The GCC states are our long-term reliable partners in ensuring India’s energy security. The India-GCC Trade stood at $121 billion in 2018-19. Nearly nine million Indians are working in the Gulf region, remitting $37 billion annually to India. India is strongly committed to enhancing these multi-faceted ties with the GCC over the coming years.
Question: Indian people, whose number currently exceeds 2.6 million in Saudi Arabia, are known around the world for their work ethics and good manners. How can this be explained in the context of the Kingdom?
Ambassador Dr. Sayeed: People-to-people ties have always been the bedrock of our relations with the Kingdom. The 2.6 million-strong Indian community is the largest expatriate group in the Kingdom. It is a matter of great pride for me to state that the community has contributed immensely to the growth and development of the Kingdom, and is well regarded by the Saudi leadership for its sincerity, discipline and hard work. Today, many Indians hold important positions in various sectors of the Saudi economy. This has generated a lot of goodwill for India among the Saudi nationals and has helped in strengthening our bilateral ties.
Question: There have been reports of a slowdown in the Indian economy, which can hamper commercial plans of the Kingdom and India. What is your view on the current state of the Indian economy?
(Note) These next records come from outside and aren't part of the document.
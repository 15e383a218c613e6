//! # BOM Auth
//!
//! 網頁介面的密碼驗證與會話管理

pub mod gate;
pub mod manager;
pub mod password;
pub mod session;

// Re-export 主要類型
pub use gate::{
    clear_session_cookie, session_cookie, session_token_from_cookie, GateDecision, RequestGate,
    SESSION_COOKIE_NAME,
};
pub use manager::{LoginOutcome, SessionAuthManager};
pub use password::{hash_password, verify_password};
pub use session::{SessionStore, SessionToken, DEFAULT_SESSION_TTL_HOURS};
//! 密碼雜湊

use argon2::{
    password_hash::{rand_core::OsRng, PasswordHash, PasswordHasher, PasswordVerifier, SaltString},
    Argon2,
};
use bom_core::{BomError, Result};

/// 產生密碼雜湊（PHC 字串格式），寫入配置的 `web_ui_password`
pub fn hash_password(password: &str) -> Result<String> {
    if password.is_empty() {
        return Err(BomError::MustBeFilled("密碼".to_string()));
    }
    let salt = SaltString::generate(&mut OsRng);
    Argon2::default()
        .hash_password(password.as_bytes(), &salt)
        .map(|hash| hash.to_string())
        .map_err(|e| {
            tracing::error!("密碼雜湊失敗: {}", e);
            BomError::Internal("密碼雜湊失敗".to_string())
        })
}

/// 檢查雜湊字串格式
pub fn check_hash_format(hash: &str) -> Result<()> {
    PasswordHash::new(hash)
        .map(|_| ())
        .map_err(|_| BomError::IncorrectValue("密碼雜湊格式錯誤".to_string()))
}

/// 以常數時間比對密碼與雜湊
pub fn verify_password(password: &str, hash: &str) -> Result<bool> {
    let parsed = PasswordHash::new(hash).map_err(|e| {
        tracing::error!("無法解析密碼雜湊: {}", e);
        BomError::Internal("無法解析密碼雜湊".to_string())
    })?;
    Ok(Argon2::default()
        .verify_password(password.as_bytes(), &parsed)
        .is_ok())
}
//! Advertising disclaimers for computed offers.
//!
//! The wording follows the dealer's published templates. Every amount is shown
//! in whole dollars with thousands separators; the program expiration is the
//! last day of the month the estimate was produced in, written `M/D/YYYY`.

use chrono::{Datelike, NaiveDate};
use rust_decimal::Decimal;

use super::rounding::round_whole;
use crate::types::{Money, Percent, TermMonths};

/// Disclaimer for a vehicle without a usable price.
pub const PRICE_UNAVAILABLE: &str = "Price information not available";

const FEES_EXCLUDED: &str = "Except as otherwise expressly provided, excludes sales tax, title, registration and other fees.";

#[derive(Debug, Clone)]
pub struct FinanceDisclaimer<'a> {
    pub payment: Money,
    pub term: TermMonths,
    pub apr: Percent,
    pub down_payment: Money,
    pub total_at_signing: Money,
    pub program_name: Option<&'a str>,
    pub as_of: NaiveDate,
}

impl FinanceDisclaimer<'_> {
    pub fn render(&self) -> String {
        let mut text = format!(
            "*Estimated monthly payment of {}/mo based on {} months at {}% APR",
            dollars(self.payment),
            self.term,
            self.apr.normalize()
        );
        if self.down_payment > Decimal::ZERO {
            text.push_str(&format!(
                " with {} down payment. {} total due at signing. ",
                dollars(self.down_payment),
                dollars(self.total_at_signing)
            ));
        } else {
            text.push_str(" with $0 down. ");
        }
        text.push_str(FEES_EXCLUDED);
        text.push_str(" Actual monthly payments will vary. Does not represent a financing offer or guarantee of credit. ");
        if let Some(program) = self.program_name.filter(|p| !p.trim().is_empty()) {
            text.push_str(&format!("Based on {}. ", program.trim()));
        }
        text.push_str(&format!(
            "Not all buyers will qualify; higher financing rates apply for buyers with lower credit ratings. \
             Payment estimate based on financing programs in effect through {}.",
            short_date(month_end(self.as_of))
        ));
        text
    }
}

#[derive(Debug, Clone)]
pub struct LeaseDisclaimer {
    pub payment: Money,
    pub term: TermMonths,
    pub annual_miles: u32,
    pub down_payment: Money,
    /// Doc and filing fees collected at signing
    pub signing_fees: Money,
    /// Upfront lease tax collected at signing, if any
    pub signing_tax: Money,
    pub total_at_signing: Money,
    pub total_lease_cost: Money,
    pub disposition_fee: Money,
    pub excess_mileage_charge: Money,
    pub as_of: NaiveDate,
}

impl LeaseDisclaimer {
    pub fn render(&self) -> String {
        let mut signing = format!(
            "{} total due at lease signing includes {} down payment, first month payment of {}, {} in dealer fees",
            dollars(self.total_at_signing),
            dollars(self.down_payment),
            dollars(self.payment),
            dollars(self.signing_fees)
        );
        if self.signing_tax > Decimal::ZERO {
            signing.push_str(&format!(", {} in lease taxes", dollars(self.signing_tax)));
        }
        signing.push_str(" and $0 security deposit.");

        let mut text = format!(
            "*Estimated monthly lease payment of {}/mo for {} months with {} miles/year. {} \
             Total cost to lessee is {} over the lease term. {} \
             Lessee is responsible for vehicle maintenance, insurance, repairs and charges for excess wear and tear. ",
            dollars(self.payment),
            self.term,
            group_thousands(&self.annual_miles.to_string()),
            signing,
            dollars(self.total_lease_cost),
            FEES_EXCLUDED
        );
        if self.disposition_fee > Decimal::ZERO {
            text.push_str(&format!(
                "A {} disposition fee is due at lease end. ",
                dollars(self.disposition_fee)
            ));
        }
        if self.excess_mileage_charge > Decimal::ZERO {
            text.push_str(&format!(
                "Excess mileage charges of ${:.2}/mile may apply. ",
                self.excess_mileage_charge
            ));
        } else {
            text.push_str("Excess mileage charges may apply. ");
        }
        text.push_str(&format!(
            "Actual monthly payments will vary. \
             Not all lessees may qualify; higher lease rates apply for lessees with lower credit ratings. \
             Payment estimate based on lease programs in effect through {}.",
            short_date(month_end(self.as_of))
        ));
        text
    }
}

/// Last calendar day of `date`'s month.
pub fn month_end(date: NaiveDate) -> NaiveDate {
    let (year, month) = if date.month() == 12 {
        (date.year() + 1, 1)
    } else {
        (date.year(), date.month() + 1)
    };
    NaiveDate::from_ymd_opt(year, month, 1)
        .and_then(|first| first.pred_opt())
        .unwrap_or(date)
}

/// `M/D/YYYY` without zero padding.
pub fn short_date(date: NaiveDate) -> String {
    format!("{}/{}/{}", date.month(), date.day(), date.year())
}

/// Whole-dollar amount with thousands separators, e.g. `$33,675`.
pub fn dollars(amount: Money) -> String {
    let whole = round_whole(amount);
    let digits = whole.abs().trunc().to_string();
    let sign = if whole < Decimal::ZERO { "-" } else { "" };
    format!("{sign}${}", group_thousands(&digits))
}

fn group_thousands(digits: &str) -> String {
    let mut out = String::with_capacity(digits.len() + digits.len() / 3);
    for (i, ch) in digits.chars().enumerate() {
        if i > 0 && (digits.len() - i) % 3 == 0 {
            out.push(',');
        }
        out.push(ch);
    }
    out
}

#[cfg(test)]
mod tests {
    use super::*;
    use rust_decimal_macros::dec;

    fn date(y: i32, m: u32, d: u32) -> NaiveDate {
        NaiveDate::from_ymd_opt(y, m, d).unwrap()
    }

    #[test]
    fn test_month_end() {
        assert_eq!(month_end(date(2025, 2, 10)), date(2025, 2, 28));
        assert_eq!(month_end(date(2024, 2, 1)), date(2024, 2, 29));
        assert_eq!(month_end(date(2025, 12, 31)), date(2025, 12, 31));
        assert_eq!(short_date(month_end(date(2025, 9, 3))), "9/30/2025");
    }

    #[test]
    fn test_dollars() {
        assert_eq!(dollars(dec!(665)), "$665");
        assert_eq!(dollars(dec!(33674.6)), "$33,675");
        assert_eq!(dollars(dec!(1234567)), "$1,234,567");
        assert_eq!(dollars(Decimal::ZERO), "$0");
        assert_eq!(dollars(dec!(-2500)), "-$2,500");
    }

    #[test]
    fn test_finance_with_down_and_program() {
        let text = FinanceDisclaimer {
            payment: dec!(665),
            term: 60,
            apr: dec!(6.990),
            down_payment: dec!(2000),
            total_at_signing: dec!(2370),
            program_name: Some("Ford Credit Special APR"),
            as_of: date(2025, 9, 3),
        }
        .render();
        assert!(text.starts_with("*Estimated monthly payment of $665/mo based on 60 months at 6.99% APR with $2,000 down payment. $2,370 total due at signing."));
        assert!(text.contains("Based on Ford Credit Special APR. "));
        assert!(text.ends_with("in effect through 9/30/2025."));
    }

    #[test]
    fn test_finance_zero_down_wording() {
        let text = FinanceDisclaimer {
            payment: dec!(580),
            term: 72,
            apr: dec!(5.99),
            down_payment: Decimal::ZERO,
            total_at_signing: dec!(370),
            program_name: None,
            as_of: date(2025, 1, 15),
        }
        .render();
        assert!(text.contains("at 5.99% APR with $0 down. Except"));
        assert!(!text.contains("total due at signing"));
        assert!(!text.contains("Based on"));
    }

    #[test]
    fn test_lease_text() {
        let text = LeaseDisclaimer {
            payment: dec!(340),
            term: 36,
            annual_miles: 12_000,
            down_payment: dec!(2500),
            signing_fees: dec!(225),
            signing_tax: Decimal::ZERO,
            total_at_signing: dec!(3065),
            total_lease_cost: dec!(14740),
            disposition_fee: dec!(350),
            excess_mileage_charge: dec!(0.2),
            as_of: date(2025, 6, 2),
        }
        .render();
        assert!(text.starts_with("*Estimated monthly lease payment of $340/mo for 36 months with 12,000 miles/year."));
        assert!(text.contains("$3,065 total due at lease signing includes $2,500 down payment, first month payment of $340, $225 in dealer fees and $0 security deposit."));
        assert!(text.contains("Total cost to lessee is $14,740 over the lease term."));
        assert!(text.contains("A $350 disposition fee is due at lease end."));
        assert!(text.contains("Excess mileage charges of $0.20/mile may apply."));
        assert!(text.ends_with("lease programs in effect through 6/30/2025."));
    }
}
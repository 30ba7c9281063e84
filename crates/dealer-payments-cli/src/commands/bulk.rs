use std::io;
use std::sync::Arc;
use std::time::Instant;

use clap::{Args, ValueEnum};
use rust_decimal::Decimal;
use serde_json::Value;

use dealer_payments_core::batch::{write_csv, BatchSummary};
use dealer_payments_core::calculators::{CalculationRequest, FinanceParams, LeaseParams};
use dealer_payments_core::rates::cache::{JsonFileRateFeed, RateCache, RateFeed, StaticRateFeed};
use dealer_payments_core::service::{PaymentService, StaticInventory};
use dealer_payments_core::{with_metadata, Vehicle};

use super::{elapsed_us, DealerOptions, TierArg};
use crate::input;

#[derive(Debug, Clone, Copy, Default, ValueEnum)]
pub enum CalcArg {
    #[default]
    Finance,
    Lease,
}

/// Arguments for pricing a whole inventory file
#[derive(Args)]
pub struct BulkArgs {
    /// Path to a JSON array of vehicles
    #[arg(long)]
    pub input: Option<String>,

    /// Calculation to run for every vehicle
    #[arg(long = "type", value_enum, default_value_t = CalcArg::Finance)]
    pub calc_type: CalcArg,

    /// Term in months for every vehicle
    #[arg(long)]
    pub term: Option<u32>,

    /// Down payment for every vehicle; dealer policy when omitted
    #[arg(long)]
    pub down_payment: Option<Decimal>,

    /// Credit tier (finance only)
    #[arg(long, value_enum)]
    pub credit_tier: Option<TierArg>,

    /// Annual mileage allowance (lease only)
    #[arg(long)]
    pub annual_miles: Option<u32>,
}

impl BulkArgs {
    fn request(&self) -> CalculationRequest {
        match self.calc_type {
            CalcArg::Finance => CalculationRequest::Finance(FinanceParams {
                term: self.term,
                down_payment: self.down_payment,
                credit_tier: self.credit_tier.map(Into::into),
                ..Default::default()
            }),
            CalcArg::Lease => CalculationRequest::Lease(LeaseParams {
                term: self.term,
                down_payment: self.down_payment,
                annual_miles: self.annual_miles,
                ..Default::default()
            }),
        }
    }
}

pub fn run_bulk(args: BulkArgs, opts: &DealerOptions) -> Result<Value, Box<dyn std::error::Error>> {
    let start = Instant::now();
    let request = args.request();
    let summary = price_inventory(&args, &request, opts)?;

    let warnings = match summary.failed {
        0 => Vec::new(),
        n => vec![format!("{n} of {} vehicles could not be calculated", summary.total)],
    };
    let output = with_metadata(
        "Independent per-vehicle calculation over a single manufacturer rate snapshot",
        &request,
        warnings,
        elapsed_us(start),
        summary,
    );
    Ok(serde_json::to_value(output)?)
}

/// Price the inventory and write the dealer CSV export to stdout.
pub fn run_export(args: BulkArgs, opts: &DealerOptions) -> Result<(), Box<dyn std::error::Error>> {
    let request = args.request();
    let summary = price_inventory(&args, &request, opts)?;
    write_csv(&summary, io::stdout().lock())?;
    Ok(())
}

fn price_inventory(
    args: &BulkArgs,
    request: &CalculationRequest,
    opts: &DealerOptions,
) -> Result<BatchSummary, Box<dyn std::error::Error>> {
    let vehicles: Vec<Vehicle> = input::read_input(args.input.as_deref(), "bulk calculation")?;
    let settings = opts.load_settings()?;

    let feed: Arc<dyn RateFeed> = match &opts.rates {
        Some(path) => Arc::new(JsonFileRateFeed::new(path)),
        None => Arc::new(StaticRateFeed::sample()),
    };
    let service = PaymentService::new(
        Arc::new(StaticInventory::new(vehicles)),
        Arc::new(RateCache::new(feed)),
        Arc::new(settings),
    )
    .with_as_of(opts.pricing_date());

    let runtime = tokio::runtime::Builder::new_multi_thread().enable_all().build()?;
    let summary = runtime.block_on(service.calculate_bulk(request))?;
    Ok(summary)
}
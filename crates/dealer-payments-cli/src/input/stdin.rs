use std::io::{self, Read};

/// Raw text piped on stdin. `None` for an interactive terminal or blank input,
/// so commands can report that no input was given.
pub fn read_piped() -> io::Result<Option<String>> {
    if atty::is(atty::Stream::Stdin) {
        return Ok(None);
    }

    let mut buffer = String::new();
    io::stdin().read_to_string(&mut buffer)?;
    let text = buffer.trim();
    Ok((!text.is_empty()).then(|| text.to_string()))
}
//! Dealer configuration snapshot.
//!
//! Every struct deserializes with `#[serde(default)]`, so a partial settings
//! document is layered over the reference dealer configuration field by field.
//! Model overrides live alongside the policy sections and are looked up with
//! [`DealerSettings::active_override`].

use std::collections::BTreeMap;

use rust_decimal::Decimal;
use rust_decimal_macros::dec;
use serde::{Deserialize, Serialize};

use crate::error::PaymentError;
use crate::pricing::rounding::RoundingMethod;
use crate::types::{CreditTier, Money, MoneyFactor, Percent, PricingBasis, Rate, TermMonths, VehicleBuild};
use crate::EngineResult;

// ---------------------------------------------------------------------------
// Shared building blocks
// ---------------------------------------------------------------------------

/// One APR per credit tier. All four tiers are required, so a lookup always
/// yields a number.
#[derive(Debug, Clone, PartialEq, Serialize, Deserialize)]
pub struct TierRates {
    pub excellent: Percent,
    pub good: Percent,
    pub fair: Percent,
    pub poor: Percent,
}

impl TierRates {
    pub fn get(&self, tier: CreditTier) -> Percent {
        match tier {
            CreditTier::Excellent => self.excellent,
            CreditTier::Good => self.good,
            CreditTier::Fair => self.fair,
            CreditTier::Poor => self.poor,
        }
    }

    fn values(&self) -> [Percent; 4] {
        [self.excellent, self.good, self.fair, self.poor]
    }
}

/// Identifies a model line; an absent or empty trim matches every trim.
#[derive(Debug, Clone, Default, PartialEq, Serialize, Deserialize)]
pub struct ModelKey {
    pub year: i32,
    pub make: String,
    pub model: String,
    #[serde(default, skip_serializing_if = "Option::is_none")]
    pub trim: Option<String>,
}
use rust_decimal::Decimal;
use rust_decimal_macros::dec;

use super::rounding::round_whole;
use crate::settings::{DownPaymentConfig, DownPaymentKind};
use crate::types::{Money, PricingBasis, Vehicle};

/// Concrete down payment for a vehicle.
///
/// A percentage policy is taken of the MSRP (selling price when MSRP is
/// missing) or of the selling price, and rounded to a whole unit. With no
/// policy the flat dealer default applies. Never negative.
pub fn resolve_down_payment(config: Option<&DownPaymentConfig>, default: Money, vehicle: &Vehicle) -> Money {
    let amount = match config {
        None => default,
        Some(cfg) => match cfg.kind {
            DownPaymentKind::Fixed => cfg.value,
            DownPaymentKind::Percentage => {
                let basis = match cfg.based_on {
                    PricingBasis::Msrp => vehicle.sticker_price(),
                    PricingBasis::Selling => vehicle.selling_price(),
                };
                round_whole(basis * cfg.value / dec!(100))
            }
        },
    };
    amount.max(Decimal::ZERO)
}
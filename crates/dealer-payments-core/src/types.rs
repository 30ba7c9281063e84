use rust_decimal::Decimal;
use rust_decimal_macros::dec;
use serde::{Deserialize, Serialize};

/// All monetary values. Wraps Decimal to prevent accidental f64 usage.
pub type Money = Decimal;

/// Fractions (0.06875 = 6.875%). Used for tax rates and shares.
pub type Rate = Decimal;

/// Percent-denominated values (6.99 = 6.99% APR, 60 = 60% residual).
pub type Percent = Decimal;

/// Lease money factor (APR / 2400).
pub type MoneyFactor = Decimal;

/// Loan or lease length in months
pub type TermMonths = u32;

/// Ceiling for vehicle prices, incentives and deal amounts. Anything larger
/// is a data-entry error.
pub const MAX_AMOUNT: Money = dec!(1000000000);

// ---------------------------------------------------------------------------
// Enums
// ---------------------------------------------------------------------------

#[derive(Debug, Clone, Copy, PartialEq, Eq, Hash, Serialize, Deserialize)]
#[serde(rename_all = "lowercase")]
pub enum CalculationType {
    Finance,
    Lease,
}

impl CalculationType {
    pub fn as_str(self) -> &'static str {
        match self {
            CalculationType::Finance => "finance",
            CalculationType::Lease => "lease",
        }
    }
}

#[derive(Debug, Clone, Copy, PartialEq, Eq, Hash, Serialize, Deserialize)]
#[serde(rename_all = "lowercase")]
pub enum IncentiveType {
    Finance,
    Lease,
    Cash,
}

impl IncentiveType {
    /// Cash incentives apply to every calculation type.
    pub fn applies_to(self, calculation: CalculationType) -> bool {
        match self {
            IncentiveType::Cash => true,
            IncentiveType::Finance => calculation == CalculationType::Finance,
            IncentiveType::Lease => calculation == CalculationType::Lease,
        }
    }
}

#[derive(Debug, Clone, Copy, Default, PartialEq, Eq, Hash, Serialize, Deserialize)]
#[serde(rename_all = "lowercase")]
pub enum CreditTier {
    Excellent,
    #[default]
    Good,
    Fair,
    Poor,
}

impl CreditTier {
    pub const ALL: [CreditTier; 4] = [
        CreditTier::Excellent,
        CreditTier::Good,
        CreditTier::Fair,
        CreditTier::Poor,
    ];
}

#[derive(Debug, Clone, Copy, Default, PartialEq, Eq, Serialize, Deserialize)]
#[serde(rename_all = "lowercase")]
pub enum InventoryType {
    #[default]
    New,
    Used,
    Demo,
}

/// Which sticker figure a calculation starts from.
#[derive(Debug, Clone, Copy, Default, PartialEq, Eq, Serialize, Deserialize)]
#[serde(rename_all = "lowercase")]
pub enum PricingBasis {
    Msrp,
    #[default]
    Selling,
}

/// Where a resolved APR, money factor or residual came from.
#[derive(Debug, Clone, Copy, PartialEq, Eq, Serialize, Deserialize)]
#[serde(rename_all = "snake_case")]
pub enum RateSource {
    Manufacturer,
    ModelOverride,
    ModelTable,
    MakeTable,
    TermTable,
    DealerCustom,
    DealerDefault,
}

// ---------------------------------------------------------------------------
// Inventory records
// ---------------------------------------------------------------------------

#[derive(Debug, Clone, Default, Serialize, Deserialize)]
pub struct VehicleBuild {
    pub year: i32,
    pub make: String,
    pub model: String,
    #[serde(default)]
    pub trim: String,
    #[serde(default)]
    pub body_style: String,
    #[serde(default)]
    pub engine: String,
    #[serde(default)]
    pub transmission: String,
    #[serde(default)]
    pub drivetrain: String,
    #[serde(default)]
    pub exterior_color: String,
    #[serde(default)]
    pub interior_color: String,
}

#[derive(Debug, Clone, Serialize, Deserialize)]
pub struct Incentive {
    #[serde(default)]
    pub id: String,
    #[serde(rename = "type")]
    pub kind: IncentiveType,
    #[serde(default)]
    pub name: String,
    pub amount: Money,
    #[serde(default, skip_serializing_if = "Vec::is_empty")]
    pub requirements: Vec<String>,
    #[serde(default, skip_serializing_if = "Option::is_none")]
    pub stackable: Option<bool>,
}

impl Incentive {
    /// Incentives are stackable unless explicitly marked otherwise.
    pub fn is_stackable(&self) -> bool {
        self.stackable != Some(false)
    }
}

/// A unit of dealer inventory, as normalized by the inventory collaborator.
#[derive(Debug, Clone, Default, Serialize, Deserialize)]
pub struct Vehicle {
    pub vin: String,
    #[serde(default)]
    pub stock_no: String,
    #[serde(default)]
    pub inventory_type: InventoryType,
    #[serde(default, skip_serializing_if = "Option::is_none")]
    pub price: Option<Money>,
    #[serde(default, skip_serializing_if = "Option::is_none")]
    pub msrp: Option<Money>,
    /// Days on market
    #[serde(default)]
    pub dom: u32,
    pub build: VehicleBuild,
    #[serde(default, alias = "eligibleIncentives")]
    pub eligible_incentives: Vec<Incentive>,
}

impl Vehicle {
    /// Advertised selling price, falling back to MSRP when no price is listed.
    pub fn selling_price(&self) -> Money {
        positive(self.price)
            .or_else(|| positive(self.msrp))
            .unwrap_or(Decimal::ZERO)
    }

    /// MSRP, falling back to the selling price when no MSRP is listed.
    pub fn sticker_price(&self) -> Money {
        positive(self.msrp)
            .or_else(|| positive(self.price))
            .unwrap_or(Decimal::ZERO)
    }

    pub fn basis_price(&self, basis: PricingBasis) -> Money {
        match basis {
            PricingBasis::Msrp => self.msrp.unwrap_or(Decimal::ZERO),
            PricingBasis::Selling => self.selling_price(),
        }
    }

    pub fn description(&self) -> String {
        format!(
            "{} {} {} {}",
            self.build.year, self.build.make, self.build.model, self.build.trim
        )
        .trim_end()
        .to_string()
    }
}

fn positive(value: Option<Money>) -> Option<Money> {
    value.filter(|v| *v > Decimal::ZERO)
}

// ---------------------------------------------------------------------------
// Calculation output
// ---------------------------------------------------------------------------

/// Intermediate amounts behind a payment. Money is rounded to whole units;
/// deductions (incentives, down payment, trade) are reported as positive values.
#[derive(Debug, Clone, Default, PartialEq, Serialize, Deserialize)]
pub struct PaymentBreakdown {
    pub vehicle_price: Money,
    pub incentives: Money,
    pub sale_price: Money,
    pub doc_fee: Money,
    pub electronic_filing: Money,
    #[serde(default)]
    pub custom_fees: Money,
    pub sales_tax: Money,
    pub total_amount: Money,
    pub down_payment: Money,
    /// Monthly payment before the display rounding policy, to the cent
    pub payment_before_rounding: Money,
    #[serde(skip_serializing_if = "Option::is_none")]
    pub trade_value: Option<Money>,
    #[serde(skip_serializing_if = "Option::is_none")]
    pub amount_financed: Option<Money>,
    #[serde(skip_serializing_if = "Option::is_none")]
    pub acquisition_fee: Option<Money>,
    #[serde(skip_serializing_if = "Option::is_none")]
    pub capitalized_cost: Option<Money>,
    #[serde(skip_serializing_if = "Option::is_none")]
    pub residual_value: Option<Money>,
    #[serde(skip_serializing_if = "Option::is_none")]
    pub depreciation: Option<Money>,
    #[serde(skip_serializing_if = "Option::is_none")]
    pub finance_charge: Option<Money>,
}

/// A computed finance or lease offer for one vehicle.
#[derive(Debug, Clone, Serialize, Deserialize)]
pub struct PaymentResult {
    #[serde(rename = "type")]
    pub calculation_type: CalculationType,
    pub payment: Money,
    pub term: TermMonths,
    #[serde(skip_serializing_if = "Option::is_none")]
    pub apr: Option<Percent>,
    #[serde(skip_serializing_if = "Option::is_none")]
    pub money_factor: Option<MoneyFactor>,
    #[serde(skip_serializing_if = "Option::is_none")]
    pub annual_miles: Option<u32>,
    pub total_at_signing: Money,
    #[serde(skip_serializing_if = "Option::is_none")]
    pub amount_financed: Option<Money>,
    #[serde(skip_serializing_if = "Option::is_none")]
    pub residual_value: Option<Money>,
    #[serde(skip_serializing_if = "Option::is_none")]
    pub total_price: Option<Money>,
    pub incentives_saved: Money,
    pub disclaimer: String,
    pub has_manufacturer_rate: bool,
    #[serde(skip_serializing_if = "Option::is_none")]
    pub rate_source: Option<RateSource>,
    pub breakdown: PaymentBreakdown,
    #[serde(default, skip_serializing_if = "Vec::is_empty")]
    pub warnings: Vec<String>,
}

// ---------------------------------------------------------------------------
// Output envelope
// ---------------------------------------------------------------------------

/// Envelope used by the CLI and bindings around a computed value.
#[derive(Debug, Clone, Serialize, Deserialize)]
pub struct ComputationOutput<T: Serialize> {
    pub result: T,
    pub methodology: String,
    pub assumptions: serde_json::Value,
    pub warnings: Vec<String>,
    pub metadata: ComputationMetadata,
}

#[derive(Debug, Clone, Serialize, Deserialize)]
pub struct ComputationMetadata {
    pub version: String,
    pub computation_time_us: u64,
    pub precision: String,
}

/// Wrap a result with its methodology, inputs and timing.
pub fn with_metadata<T: Serialize>(
    methodology: &str,
    assumptions: &impl Serialize,
    warnings: Vec<String>,
    elapsed_us: u64,
    result: T,
) -> ComputationOutput<T> {
    ComputationOutput {
        result,
        methodology: methodology.to_string(),
        assumptions: serde_json::to_value(assumptions).unwrap_or_default(),
        warnings,
        metadata: ComputationMetadata {
            version: env!("CARGO_PKG_VERSION").to_string(),
            computation_time_us: elapsed_us,
            precision: "rust_decimal_128bit".to_string(),
        },
    }
}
Ambassador Dr. Sayeed: Despite a slight slump in India’s economy last year, the future looks promising. The IMF has projected that India’s GDP would grow at the rate of 5.8% in 2020 and rise to 6.5% by 2021, keeping India on course for a $5 trillion economy by 2024-25.
Last year, India climbed to the 63rd spot in the World Bank’s rankings for Ease of Doing Business. Also, India has made significant progress to achieve 52nd rank in WIPO’s Global Innovation Index (GII) 2019 and 54th rank in Bloomberg Innovation Index 2020 which implies that the culture of innovation is taking a center-stage. Our Foreign Exchange reserves also rose by $64 billion in 2019 to touch a record $457.5 billion.
Several major incentives have been announced by India in the Annual Budget 2020-21 to attract foreign investments into the country. Our commitment to transparency and market principles in economic decisions and our will to keep our economy open makes India a favored economic partner for countries across the globe, including the GCC.
Question: Your Excellency, you have a special affinity for the Middle East, especially Saudi Arabia. Tell me about your experience of living and working in the Kingdom.
Ambassador Dr. Sayeed: Yes. I have a special bonding with the Middle East, particularly Saudi Arabia. This is my third stint in the Kingdom. I have been posted here in different capacities and at different periods. You can say that I am a witness to all the perceptible changes that have come about in the Kingdom since 1995. The participation of Saudi youth, particularly women in the government and private sector is very visible. They seem to be very upbeat about their prospects, especially under the ambitious ‘Vision 2030’. I am also here at the right time when there is a strategic push being given to the bilateral ties following the two successful high-level visits last year. I and my team are in regular touch with the Saudi establishment to implement the directives of our leadership to further strengthen this important partnership.